Use min-inline-size for Flexible Growth
Logical properties (inline-size, min-inline-size, block-size) are preferred over physical properties (width, height) because they adapt automatically to writing direction (LTR/RTL):
/* ✅ Button grows to accommodate longer translations */
.button {
min-inline-size: 7.5rem; /* sets a sensible minimum, but allows growth */
padding-inline: 1rem;
padding-block: 0.5rem;
white-space: normal; /* allow wrapping only if the design permits it */
}
/* ✅ Navigation item */
.nav-item {
min-inline-size: max-content; /* never narrower than the content */
padding-inline: 0.75rem;
}Flexible Container Patterns
/* ✅ Card with flexible content area */
.card {
display: grid;
grid-template-rows: auto 1fr auto; /* header / body / footer */
/* No fixed height — body expands with content */
}
/* ✅ Form label + input row */
.form-row {
display: flex;
flex-wrap: wrap; /* wraps label above input when label is very long */
gap: 0.5rem;
align-items: baseline;
}
.form-row label {
flex: 0 1 auto; /* shrink allowed, grow allowed up to content width */
min-inline-size: 6rem;
}
/* ✅ Badge / chip */
.badge {
display: inline-flex;
align-items: center;
padding-inline: 0.5rem;
/* No width — grows with text */
border-radius: 9999px;
}CSS Logical Properties Reference
Using logical properties ensures your flexible layout also works correctly in RTL locales:
| Physical property | Logical equivalent |
|---|---|
width | inline-size |
min-width | min-inline-size |
max-width | max-inline-size |
height | block-size |
padding-left / padding-right | padding-inline-start / padding-inline-end |
margin-left | margin-inline-start |
text-align: left | text-align: start |
Pseudo-Locale Testing
A pseudo-locale inflates and decorates every source string to simulate translation expansion before real translations exist. This lets you catch layout breaks in CI or Storybook:
// lib/pseudo-locale.ts
/**
* Wraps each character in an accented equivalent and pads the string
* to simulate ~40% expansion. Output is readable but visually distinct.
*/
export function pseudoLocalize(input: string): string {
const charMap: Record<string, string> = {
a: 'à', b: 'ƀ', c: 'ç', d: 'ď', e: 'è',
f: 'ƒ', g: 'ĝ', h: 'ĥ', i: 'ì', j: 'ĵ',
k: 'ķ', l: 'ĺ', m: 'ɱ', n: 'ñ', o: 'ò',
p: 'þ', q: 'q', r: 'ŗ', s: 'š', t: 'ţ',
u: 'ù', v: 'v', w: 'ŵ', x: 'x', y: 'ý', z: 'ž',
A: 'À', B: 'Ɓ', C: 'Ç', D: 'Ď', E: 'È',
};
// Replace characters and pad with brackets to show boundaries
const mapped = input
.split('')
.map((c) => charMap[c] ?? c)
.join('');
// Add ~40% padding with repeated characters
const padding = '~'.repeat(Math.ceil(input.length * 0.4));
return `[${mapped}${padding}]`;
}
// Usage in i18n provider during development
import i18n from 'i18next';
if (process.env.NEXT_PUBLIC_PSEUDO_LOCALE === 'true') {
i18n.use({
type: 'postProcessor',
name: 'pseudoLocalize',
process: (value: string) => pseudoLocalize(value),
});
}To enable during a test run:
NEXT_PUBLIC_PSEUDO_LOCALE=true pnpm devOverflow as a Last Resort
If a design genuinely cannot accommodate expansion (e.g. a column in a data table), apply truncation with a tooltip so the full text remains accessible:
// TruncatedCell.tsx
function TruncatedCell({ text }: { text: string }) {
return (
<td
style={{
maxInlineSize: '12rem',
overflow: 'hidden',
textOverflow: 'ellipsis',
whiteSpace: 'nowrap',
}}
title={text} // full text accessible on hover / focus
aria-label={text}
>
{text}
</td>
);
}Support Notes
- Internationalization behavior depends on browser locale APIs, layout engines, and text rendering, so verify the output in the supported browser matrix.
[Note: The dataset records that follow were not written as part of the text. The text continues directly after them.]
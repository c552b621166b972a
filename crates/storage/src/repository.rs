use async_trait::async_trait;
use mathquiz_core::model::{ScoreId, ScoreRecord};
use std::sync::{Arc, Mutex};
use thiserror::Error;

/// Errors surfaced by storage adapters.
#[derive(Debug, Error)]
#[non_exhaustive]
pub enum StorageError {
    #[error("not found")]
    NotFound,

    #[error("connection error: {0}")]
    Connection(String),

    #[error("serialization error: {0}")]
    Serialization(String),
}

/// A saved score together with its storage identifier.
#[derive(Debug, Clone, PartialEq, Eq)]
pub struct ScoreRow {
    pub id: ScoreId,
    pub record: ScoreRecord,
}

impl ScoreRow {
    #[must_use]
    pub fn new(id: ScoreId, record: ScoreRecord) -> Self {
        Self { id, record }
    }
}

/// Append-only scoreboard. There is no update or delete.
#[async_trait]
pub trait ScoreRepository: Send + Sync {
    /// Append a finished-session result.
    ///
    /// # Errors
    ///
    /// Returns `StorageError` if the record cannot be stored.
    async fn append_score(&self, record: &ScoreRecord) -> Result<ScoreId, StorageError>;

    /// Fetch one saved score.
    ///
    /// # Errors
    ///
    /// Returns `StorageError::NotFound` if missing, or other storage errors.
    async fn get_score(&self, id: ScoreId) -> Result<ScoreRecord, StorageError>;

    /// All saved scores, highest first; equal scores keep insertion order.
    ///
    /// # Errors
    ///
    /// Returns `StorageError` if rows cannot be read or decoded.
    async fn list_scores(&self) -> Result<Vec<ScoreRow>, StorageError>;
}

/// Simple in-memory repository implementation for testing and prototyping.
#[derive(Clone, Default)]
pub struct InMemoryRepository {
    scores: Arc<Mutex<Vec<ScoreRow>>>,
}

impl InMemoryRepository {
    #[must_use]
    pub fn new() -> Self {
        Self::default()
    }
}

#[async_trait]
impl ScoreRepository for InMemoryRepository {
    async fn append_score(&self, record: &ScoreRecord) -> Result<ScoreId, StorageError> {
        let mut guard = self
            .scores
            .lock()
            .map_err(|e| StorageError::Connection(e.to_string()))?;
        let next = i64::try_from(guard.len())
            .map_err(|_| StorageError::Serialization("score id overflow".into()))?
            + 1;
        let id = ScoreId::new(next);
        guard.push(ScoreRow::new(id, record.clone()));
        Ok(id)
    }

    async fn get_score(&self, id: ScoreId) -> Result<ScoreRecord, StorageError> {
        let guard = self
            .scores
            .lock()
            .map_err(|e| StorageError::Connection(e.to_string()))?;
        guard
            .iter()
            .find(|row| row.id == id)
            .map(|row| row.record.clone())
            .ok_or(StorageError::NotFound)
    }

    async fn list_scores(&self) -> Result<Vec<ScoreRow>, StorageError> {
        let guard = self
            .scores
            .lock()
            .map_err(|e| StorageError::Connection(e.to_string()))?;
        let mut rows = guard.clone();
        rows.sort_by(|a, b| b.record.score().cmp(&a.record.score()).then(a.id.cmp(&b.id)));
        Ok(rows)
    }
}

/// Repository handle behind a trait object for easy backend swapping.
#[derive(Clone)]
pub struct Storage {
    pub scores: Arc<dyn ScoreRepository>,
}

impl Storage {
    #[must_use]
    pub fn in_memory() -> Self {
        let scores: Arc<dyn ScoreRepository> = Arc::new(InMemoryRepository::new());
        Self { scores }
    }
}
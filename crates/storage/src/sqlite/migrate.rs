use chrono::Utc;
use sqlx::SqlitePool;

use super::SqliteInitError;

/// Runs versioned migrations; every statement is idempotent.
pub async fn run_migrations(pool: &SqlitePool) -> Result<(), SqliteInitError> {
    async fn is_applied(pool: &SqlitePool, version: i64) -> Result<bool, sqlx::Error> {
        let row = sqlx::query("SELECT 1 FROM schema_migrations WHERE version = ?1")
            .bind(version)
            .fetch_optional(pool)
            .await?;
        Ok(row.is_some())
    }

    sqlx::query(
        r"
            CREATE TABLE IF NOT EXISTS schema_migrations (
                version INTEGER PRIMARY KEY,
                applied_at TEXT NOT NULL
            );
            ",
    )
    .execute(pool)
    .await?;

    // Version 1: scoreboard.
    if !is_applied(pool, 1).await? {
        let mut tx = pool.begin().await?;

        sqlx::query(
            r"
                CREATE TABLE IF NOT EXISTS scores (
                    id INTEGER PRIMARY KEY AUTOINCREMENT,
                    name TEXT NOT NULL CHECK (length(name) BETWEEN 1 AND 50),
                    score INTEGER NOT NULL CHECK (score >= 0),
                    difficulty TEXT NOT NULL CHECK (difficulty IN ('easy', 'hard')),
                    subjects TEXT NOT NULL,
                    created_at TEXT NOT NULL
                );
            ",
        )
        .execute(&mut *tx)
        .await?;

        sqlx::query(
            r"
                CREATE INDEX IF NOT EXISTS idx_scores_score_id
                    ON scores (score DESC, id ASC);
            ",
        )
        .execute(&mut *tx)
        .await?;

        sqlx::query(
            r"
                INSERT INTO schema_migrations (version, applied_at)
                VALUES (?1, ?2)
                ON CONFLICT(version) DO NOTHING
            ",
        )
        .bind(1_i64)
        .bind(Utc::now())
        .execute(&mut *tx)
        .await?;

        tx.commit().await?;
        tracing::info!(version = 1, "applied scoreboard migration");
    }

    Ok(())
}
- Document any fallback when locale-sensitive formatting or layout behavior differs by browser or platform.
Verification
Automated Checks
- Run visual regression snapshots with the pseudo-locale enabled in CI.
- Manually test the longest-known translation (commonly German or Finnish) for critical UI strings like the primary CTA, navigation items, and form labels.
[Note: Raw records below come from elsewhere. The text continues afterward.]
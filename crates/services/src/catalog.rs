use std::path::Path;

use mathquiz_core::catalog::{CatalogDocument, QuestionBank};

use crate::error::CatalogLoadError;

/// Parse a JSON catalog of the shape
/// `{"algebra": {"easy": [{"prompt": "...", "answer": "..."}], ...}, ...}`.
///
/// # Errors
///
/// Returns `CatalogLoadError::Json` for malformed JSON or unknown subject/difficulty
/// keys, and `CatalogLoadError::Catalog` when the content fails bank validation.
pub fn parse_catalog(json: &str) -> Result<QuestionBank, CatalogLoadError> {
    let document: CatalogDocument = serde_json::from_str(json)?;
    Ok(QuestionBank::from_document(document)?)
}

/// Read and validate a catalog file.
///
/// # Errors
///
/// Returns `CatalogLoadError::Io` if the file cannot be read, otherwise the errors of
/// [`parse_catalog`].
pub fn load_catalog(path: &Path) -> Result<QuestionBank, CatalogLoadError> {
    let json = std::fs::read_to_string(path).map_err(|source| CatalogLoadError::Io {
        path: path.to_path_buf(),
        source,
    })?;
    let bank = parse_catalog(&json)?;
    tracing::info!(path = %path.display(), questions = bank.question_count(), "loaded catalog");
    Ok(bank)
}

#[cfg(test)]
mod tests {
    use super::*;
    use mathquiz_core::catalog::CatalogError;
    use mathquiz_core::model::{Difficulty, Subject};

    fn pool(prompt: &str, answer: &str) -> String {
        format!(r#"{{"easy": [{{"prompt": "{prompt} easy", "answer": "{answer}"}}], "hard": [{{"prompt": "{prompt} hard", "answer": "{answer}"}}]}}"#)
    }

    fn full_catalog() -> String {
        format!(
            r#"{{"algebra": {}, "equations": {}, "calculus": {}}}"#,
            pool("Simplify x+x", "2x"),
            pool("Solve x-1=0", "x=1"),
            pool("d/dx x^2", "2x"),
        )
    }

    #[test]
    fn parses_a_complete_catalog() {
        let bank = parse_catalog(&full_catalog()).unwrap();
        assert_eq!(bank.question_count(), 6);
        let pool = bank.questions_for(Subject::Equations, Difficulty::Hard).unwrap();
        assert_eq!(pool[0].canonical_answer(), "x=1");
    }

    #[test]
    fn missing_pool_is_not_found() {
        let json = format!(r#"{{"algebra": {}}}"#, pool("Simplify", "x"));
        let err = parse_catalog(&json).unwrap_err();
        assert!(matches!(
            err,
            CatalogLoadError::Catalog(CatalogError::NotFound { .. })
        ));
    }

    #[test]
    fn unknown_difficulty_key_is_rejected() {
        let json = r#"{"algebra": {"medium": []}}"#;
        assert!(matches!(
            parse_catalog(json),
            Err(CatalogLoadError::Json(_))
        ));
    }

    #[test]
    fn missing_file_reports_path() {
        let err = load_catalog(Path::new("/definitely/not/here.json")).unwrap_err();
        assert!(err.to_string().contains("/definitely/not/here.json"));
    }
}
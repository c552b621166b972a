use mathquiz_core::model::{Difficulty, PlayerName, ScoreId, ScoreRecord, Subject};
use sqlx::Row;

use crate::repository::{ScoreRow, StorageError};

/// Separator for the `subjects` column.
const SUBJECT_SEPARATOR: &str = ",";

pub(crate) fn ser<E: core::fmt::Display>(e: E) -> StorageError {
    StorageError::Serialization(e.to_string())
}

pub(crate) fn subjects_to_text(subjects: &[Subject]) -> String {
    subjects
        .iter()
        .map(|s| s.as_str())
        .collect::<Vec<_>>()
        .join(SUBJECT_SEPARATOR)
}

pub(crate) fn subjects_from_text(raw: &str) -> Result<Vec<Subject>, StorageError> {
    if raw.trim().is_empty() {
        return Ok(Vec::new());
    }
    raw.split(SUBJECT_SEPARATOR)
        .map(|part| part.parse::<Subject>().map_err(ser))
        .collect()
}

pub(crate) fn score_to_i64(score: u32) -> i64 {
    i64::from(score)
}

fn score_from_i64(v: i64) -> Result<u32, StorageError> {
    u32::try_from(v).map_err(|_| StorageError::Serialization(format!("invalid score: {v}")))
}

pub(crate) fn map_score_row(row: &sqlx::sqlite::SqliteRow) -> Result<ScoreRecord, StorageError> {
    let name: String = row.try_get("name").map_err(ser)?;
    let score = score_from_i64(row.try_get::<i64, _>("score").map_err(ser)?)?;
    let difficulty: String = row.try_get("difficulty").map_err(ser)?;
    let subjects: String = row.try_get("subjects").map_err(ser)?;
    let created_at = row.try_get("created_at").map_err(ser)?;

    Ok(ScoreRecord::new(
        PlayerName::parse(&name).map_err(ser)?,
        score,
        difficulty.parse::<Difficulty>().map_err(ser)?,
        subjects_from_text(&subjects)?,
        created_at,
    ))
}

pub(crate) fn map_score_row_with_id(row: &sqlx::sqlite::SqliteRow) -> Result<ScoreRow, StorageError> {
    let id: i64 = row.try_get("id").map_err(ser)?;
    Ok(ScoreRow::new(ScoreId::new(id), map_score_row(row)?))
}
- Keep a pseudolocalized preview route or build flag available so expansion testing does not depend on translators delivering real strings first.
Manual Checks
- Enable the pseudo-locale and review every page at 1280px — no button label, form label, or navigation item should overflow or clip.
- Search CSS for
width:andinline-size:values on elements that rendert()or translated strings — replace withmin-inline-size:.